RE: PIPING LOADS AT TIE-IN POINTS

BradSmith,

This is a common interface issue in piping where the overall project is broken down into packages constructed by different contractors e.g. Process Units, Offsites & Utilities, Pipelines etc. In my experience as normally each contractor will be at different phases of project and corresponding stress information at tie-ins not available typically piping will be anchored adjacent to tie-in point with one contractor directed to make up the final joint usually based on flow direction as part of Scope of Work.

RE: PIPING LOADS AT TIE-IN POINTS

How bout this; when each contractor assumes the tie-ins to be hard anchored (i.e. all 6 DOF's restrained), and finds satisfying pipe stress analysis results based on this assumption, real life situation will not pose a big problem since any support will always see some flexiblity. The flexibility will relieve the loads and therefore the calcuated loads will be higher than real life. Would such an assumption work?

RE: PIPING LOADS AT TIE-IN POINTS

Brad,

1. I agree with XL83NL that easiest solution would be anchor point at or near tie-in location. However, there are other ways to simulate tie-ins.
2. For instance, Contractor "A" is responsible for a main Line "A" and Contractor "B" is responsible for a branch Line "B" connecting into "A". Contractor "A" will provide displacements for Contractor "B" at various operating and occasional loads. Contractor "B" will use those displacements as a moving anchor at tie-in and design their scope. So Contractor "B" has to design it to allow those displacement without overstressing tie-in location.
3. There is another alternative. I have worked on smaller facility projects when one or two lines being replaced or added to existing piping system and this worked well on these cases. You have to model new lines with existing lines up to a next anchor or restrain. By doing this you will take into account affects of existing piping to a new piping being designed and built.

Another issue which is often overlooked different sets of operating conditions and affect of it to all lines.

Regards,
Curtis

RE: PIPING LOADS AT TIE-IN POINTS

Brad,

In my experience the best way is setting a semi-ancor at tie-in point with a reasonable gap, such as 3mm. Then loads in Tie-in point should be summed (your loads + the other side loads).
And in the case that the other side is not done yet, we estimate the unknown load of the other side and keep at it. We usually send the other side's engineer our estimation and ask him to take that into consideration.
Usually he can do the adjustments to keep within limits of allowable load. He has reached tie-in later than us, so he has to adjust himself:).

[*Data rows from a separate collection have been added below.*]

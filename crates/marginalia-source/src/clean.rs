//! Boilerplate stripping for Project Gutenberg plain-text files

/// Markers that open the licensed text, earliest occurrence wins
pub const START_MARKERS: [&str; 5] = [
    "*** START OF THIS PROJECT GUTENBERG EBOOK",
    "*** START OF THE PROJECT GUTENBERG EBOOK",
    "*END*THE SMALL PRINT",
    "*** START OF THE PROJECT GUTENBERG",
    "This eBook is for the use of anyone anywhere",
];

/// Markers that close the licensed text
///
/// Each marker's last occurrence is considered; the earliest of those wins.
pub const END_MARKERS: [&str; 5] = [
    "*** END OF THIS PROJECT GUTENBERG EBOOK",
    "*** END OF THE PROJECT GUTENBERG EBOOK",
    "End of Project Gutenberg's",
    "End of the Project Gutenberg",
    "End of Project Gutenberg",
];

/// Lines containing any of these are dropped
const BOILERPLATE_FRAGMENTS: [&str; 2] = ["Project Gutenberg", "www.gutenberg.org"];

/// Cleaned text at or below this many characters counts as nothing usable
pub const MIN_CONTENT_CHARS: usize = 100;

/// Strip the preamble, postamble and boilerplate lines from a raw book
///
/// Returns an empty string when what remains is too short to analyze.
///
/// # Examples
///
/// ```
/// use marginalia_source::clean_book_content;
///
/// let body = "It was a dark and stormy night. ".repeat(5);
/// let raw = format!(
///     "Header\n*** START OF THE PROJECT GUTENBERG EBOOK X ***\n{}\n*** END OF THE PROJECT GUTENBERG EBOOK X ***\nLicense",
///     body
/// );
/// assert_eq!(clean_book_content(&raw), body.trim());
/// assert_eq!(clean_book_content("too short"), "");
/// ```
pub fn clean_book_content(raw: &str) -> String {
    let mut content = raw;

    let start = START_MARKERS
        .iter()
        .filter_map(|marker| content.find(marker))
        .min();
    if let Some(pos) = start {
        if let Some(offset) = content[pos..].find('\n') {
            content = &content[pos + offset + 1..];
        }
    }

    let end = END_MARKERS
        .iter()
        .filter_map(|marker| content.rfind(marker))
        .min();
    if let Some(pos) = end {
        if let Some(line_start) = content[..pos].rfind('\n') {
            content = &content[..line_start];
        }
    }

    let cleaned = content
        .split('\n')
        .filter(|line| !BOILERPLATE_FRAGMENTS.iter().any(|frag| line.contains(frag)))
        .collect::<Vec<_>>()
        .join("\n");
    let cleaned = cleaned.trim();

    if cleaned.chars().count() > MIN_CONTENT_CHARS {
        cleaned.to_string()
    } else {
        String::new()
    }
}
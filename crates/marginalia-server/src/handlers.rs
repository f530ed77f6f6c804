//! HTTP request handlers for the analysis service.
//!
//! Submission, status polling, SSE update streams and record retrieval,
//! all delegating to the [`TaskOrchestrator`].

use crate::orchestrator::{ActiveTaskReport, LookupError, TaskKind, TaskOrchestrator};
use crate::stream::StreamEvent;
use axum::{
    extract::{Path, State},
    http::StatusCode,
    response::{
        sse::{Event, KeepAlive, Sse},
        IntoResponse, Json, Response,
    },
    routing::{get, post},
    Router,
};
use futures::{Stream, StreamExt};
use marginalia_domain::{AnalysisRecord, BookId, BookSummary, DomainError, TaskSnapshot};
use serde::{Deserialize, Serialize};
use std::sync::Arc;
use tokio_util::sync::CancellationToken;
use tower_http::cors::CorsLayer;
use tower_http::trace::TraceLayer;

/// Shared application state
#[derive(Clone)]
pub struct AppState {
    /// Task orchestrator
    pub orchestrator: Arc<TaskOrchestrator>,
    /// Cancelled on shutdown; ends every open update stream
    pub shutdown: CancellationToken,
}

/// Book submission request
#[derive(Debug, Deserialize)]
pub struct BookRequest {
    /// Book identifier; surrounding whitespace is ignored
    pub book_id: String,
}

/// Response to a fetch submission
#[derive(Debug, Serialize, Deserialize)]
pub struct FetchSubmitResponse {
    /// complete | processing
    pub status: String,
    /// Human-readable outcome
    pub message: String,
    /// Normalized book identifier
    pub book_id: String,
}

/// Response to an analysis submission
#[derive(Debug, Serialize, Deserialize)]
pub struct AnalysisSubmitResponse {
    /// complete | processing | waiting_for_book | error
    pub status: String,
    /// Human-readable outcome
    pub message: String,
}

/// Body of a status query or stream event
#[derive(Debug, Serialize)]
#[serde(untagged)]
pub enum StatusBody {
    /// A task snapshot
    Task(TaskSnapshot),
    /// Nothing known about the book
    NotFound {
        /// Always "not_found"
        status: &'static str,
        /// Explanation
        message: &'static str,
    },
}

impl StatusBody {
    fn not_found(message: &'static str) -> Self {
        StatusBody::NotFound {
            status: "not_found",
            message,
        }
    }
}

/// Liveness response
#[derive(Debug, Serialize, Deserialize)]
pub struct RootResponse {
    /// Liveness message
    pub message: String,
}

/// Error response
#[derive(Debug, Serialize, Deserialize)]
pub struct ErrorResponse {
    /// Error message
    pub detail: String,
}

/// Application error type
#[derive(Debug)]
pub enum AppError {
    /// The book identifier was empty
    InvalidBookId(DomainError),
    /// The record is still being produced
    InProgress(&'static str),
    /// The record does not exist
    NotFound(&'static str),
}

impl IntoResponse for AppError {
    fn into_response(self) -> Response {
        let (status, message) = match self {
            AppError::InvalidBookId(e) => (StatusCode::BAD_REQUEST, e.to_string()),
            AppError::InProgress(msg) => (StatusCode::ACCEPTED, msg.to_string()),
            AppError::NotFound(msg) => (StatusCode::NOT_FOUND, msg.to_string()),
        };

        let body = Json(ErrorResponse { detail: message });
        (status, body).into_response()
    }
}

impl From<DomainError> for AppError {
    fn from(e: DomainError) -> Self {
        AppError::InvalidBookId(e)
    }
}

/// GET / - Liveness
async fn root() -> Json<RootResponse> {
    Json(RootResponse {
        message: "Gutenberg Book Analysis API is running".to_string(),
    })
}

/// POST /api/book - Start fetching a book
async fn submit_fetch(
    State(state): State<AppState>,
    Json(request): Json<BookRequest>,
) -> Result<Json<FetchSubmitResponse>, AppError> {
    let id = BookId::parse(&request.book_id)?;
    let submission = state.orchestrator.submit_fetch(&id);

    Ok(Json(FetchSubmitResponse {
        status: submission.status().to_string(),
        message: submission.message(TaskKind::Fetch),
        book_id: id.to_string(),
    }))
}

/// POST /api/analyze - Start analyzing a book
async fn submit_analysis(
    State(state): State<AppState>,
    Json(request): Json<BookRequest>,
) -> Result<Json<AnalysisSubmitResponse>, AppError> {
    let id = BookId::parse(&request.book_id)?;
    let submission = state.orchestrator.submit_analysis(&id);

    Ok(Json(AnalysisSubmitResponse {
        status: submission.status().to_string(),
        message: submission.message(TaskKind::Analysis),
    }))
}

/// GET /api/book-fetch-status/:book_id
async fn fetch_status(
    State(state): State<AppState>,
    Path(book_id): Path<String>,
) -> Result<Json<StatusBody>, AppError> {
    let id = BookId::parse(&book_id)?;
    let body = match state.orchestrator.fetch_status(&id) {
        Some(snapshot) => StatusBody::Task(snapshot),
        None => StatusBody::not_found(TaskKind::Fetch.not_found_message()),
    };
    Ok(Json(body))
}

/// GET /api/analysis-status/:book_id
async fn analysis_status(
    State(state): State<AppState>,
    Path(book_id): Path<String>,
) -> Result<Json<StatusBody>, AppError> {
    let id = BookId::parse(&book_id)?;
    let body = match state.orchestrator.analysis_status(&id) {
        Some(snapshot) => StatusBody::Task(snapshot),
        None => StatusBody::not_found(TaskKind::Analysis.not_found_message()),
    };
    Ok(Json(body))
}

fn sse_events(
    events: impl Stream<Item = StreamEvent> + Send + 'static,
    kind: TaskKind,
) -> Sse<impl Stream<Item = Result<Event, axum::Error>> + Send + 'static> {
    let events = events.map(move |event| {
        let body = match event {
            StreamEvent::Update(snapshot) => StatusBody::Task(snapshot),
            StreamEvent::NotFound => StatusBody::not_found(kind.stream_not_found_message()),
        };
        Event::default().json_data(body)
    });
    Sse::new(events).keep_alive(KeepAlive::default())
}

/// GET /api/fetch-stream/:book_id - SSE fetch updates
async fn fetch_stream(
    State(state): State<AppState>,
    Path(book_id): Path<String>,
) -> Result<impl IntoResponse, AppError> {
    let id = BookId::parse(&book_id)?;
    let events = state
        .orchestrator
        .stream_fetch_updates(id, state.shutdown.child_token());
    Ok(sse_events(events, TaskKind::Fetch))
}

/// GET /api/analysis-stream/:book_id - SSE analysis updates
async fn analysis_stream(
    State(state): State<AppState>,
    Path(book_id): Path<String>,
) -> Result<impl IntoResponse, AppError> {
    let id = BookId::parse(&book_id)?;
    let events = state
        .orchestrator
        .stream_analysis_updates(id, state.shutdown.child_token());
    Ok(sse_events(events, TaskKind::Analysis))
}

/// GET /api/book-content/:book_id - Metadata and preview, never the full text
async fn book_content(
    State(state): State<AppState>,
    Path(book_id): Path<String>,
) -> Result<Json<BookSummary>, AppError> {
    let id = BookId::parse(&book_id)?;
    match state.orchestrator.book_summary(&id) {
        Ok(summary) => Ok(Json(summary)),
        Err(LookupError::InProgress) => Err(AppError::InProgress("Book fetch is still in progress")),
        Err(LookupError::NotFound) => Err(AppError::NotFound(
            "Book not found. Please fetch the book first.",
        )),
    }
}

/// GET /api/analysis/:book_id - Completed analysis
async fn analysis_record(
    State(state): State<AppState>,
    Path(book_id): Path<String>,
) -> Result<Json<AnalysisRecord>, AppError> {
    let id = BookId::parse(&book_id)?;
    match state.orchestrator.analysis_record(&id) {
        Ok(record) => Ok(Json(AnalysisRecord::clone(&record))),
        Err(LookupError::InProgress) => Err(AppError::InProgress("Analysis is still in progress")),
        Err(LookupError::NotFound) => Err(AppError::NotFound(
            "Analysis not found. Please start an analysis first.",
        )),
    }
}

/// GET /api/active-tasks - Debug view of in-flight workers
async fn active_tasks(State(state): State<AppState>) -> Json<ActiveTaskReport> {
    Json(state.orchestrator.active_tasks())
}

/// Create the axum router with all routes
pub fn create_router(state: AppState) -> Router {
    Router::new()
        .route("/", get(root))
        .route("/api/active-tasks", get(active_tasks))
        .route("/api/book", post(submit_fetch))
        .route("/api/analyze", post(submit_analysis))
        .route("/api/book-fetch-status/:book_id", get(fetch_status))
        .route("/api/analysis-status/:book_id", get(analysis_status))
        .route("/api/fetch-stream/:book_id", get(fetch_stream))
        .route("/api/analysis-stream/:book_id", get(analysis_stream))
        .route("/api/book-content/:book_id", get(book_content))
        .route("/api/analysis/:book_id", get(analysis_record))
        .layer(CorsLayer::permissive())
        .layer(TraceLayer::new_for_http())
        .with_state(state)
}

#[cfg(test)]
mod tests {
    use super::*;

    #[test]
    fn test_not_found_body_shape() {
        let body = StatusBody::not_found(TaskKind::Analysis.not_found_message());
        assert_eq!(
            serde_json::to_value(body).unwrap(),
            serde_json::json!({"status": "not_found", "message": "No analysis found for this book ID"})
        );
    }

    #[test]
    fn test_task_body_is_the_snapshot() {
        let snapshot = TaskSnapshot::processing(10, "metadata_fetch", "Fetching book metadata...");
        let body = serde_json::to_value(StatusBody::Task(snapshot.clone())).unwrap();
        assert_eq!(body, serde_json::to_value(snapshot).unwrap());
    }

    #[test]
    fn test_app_error_status_codes() {
        assert_eq!(
            AppError::InvalidBookId(DomainError::EmptyBookId).into_response().status(),
            StatusCode::BAD_REQUEST
        );
        assert_eq!(
            AppError::InProgress("busy").into_response().status(),
            StatusCode::ACCEPTED
        );
        assert_eq!(
            AppError::NotFound("gone").into_response().status(),
            StatusCode::NOT_FOUND
        );
    }
}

RE: PIPING LOADS AT TIE-IN POINTS

To me, I would ask the packager (the party working inside of the skid relative to the tie-in) to assume an in-plane' 90 degree, 2 meter + 2 meter offset of matching pipe (with an elbow) to a hypothetical 6 DOF anchor restraint at the far end. That way, a realistic and probably conservative spring rate is assumed for the skid piping to push / pull against during its expansion / contraction. If the packager's inside piping, nozzle loads and structural loads are acceptable under this premise, then the off-skid designer knows that if he builds at least that level of flexibility into the piping system on his side of the tie-in, things should work together at the end of the day. Some adjustments to this approach might be required if the lines are quite hot and thermal displacements cannot be realistically approximated from such short offsets.

Too often, the packager simply states his calculated displacements at skid edge based on free expansion, and then wants the off-skid designer to accept that growth into his side of the piping system. Then, when the off-skid designer asks the packager what spring rate has been applied throughout the movement from (0,0,0) to (x,y,z), he is either met with nebulous, evasive answers or with a package designer who doesn't understand the question. In other words, the packager expects the growth to happen first before any load is applied.

That is when the posturing starts. It's stupid.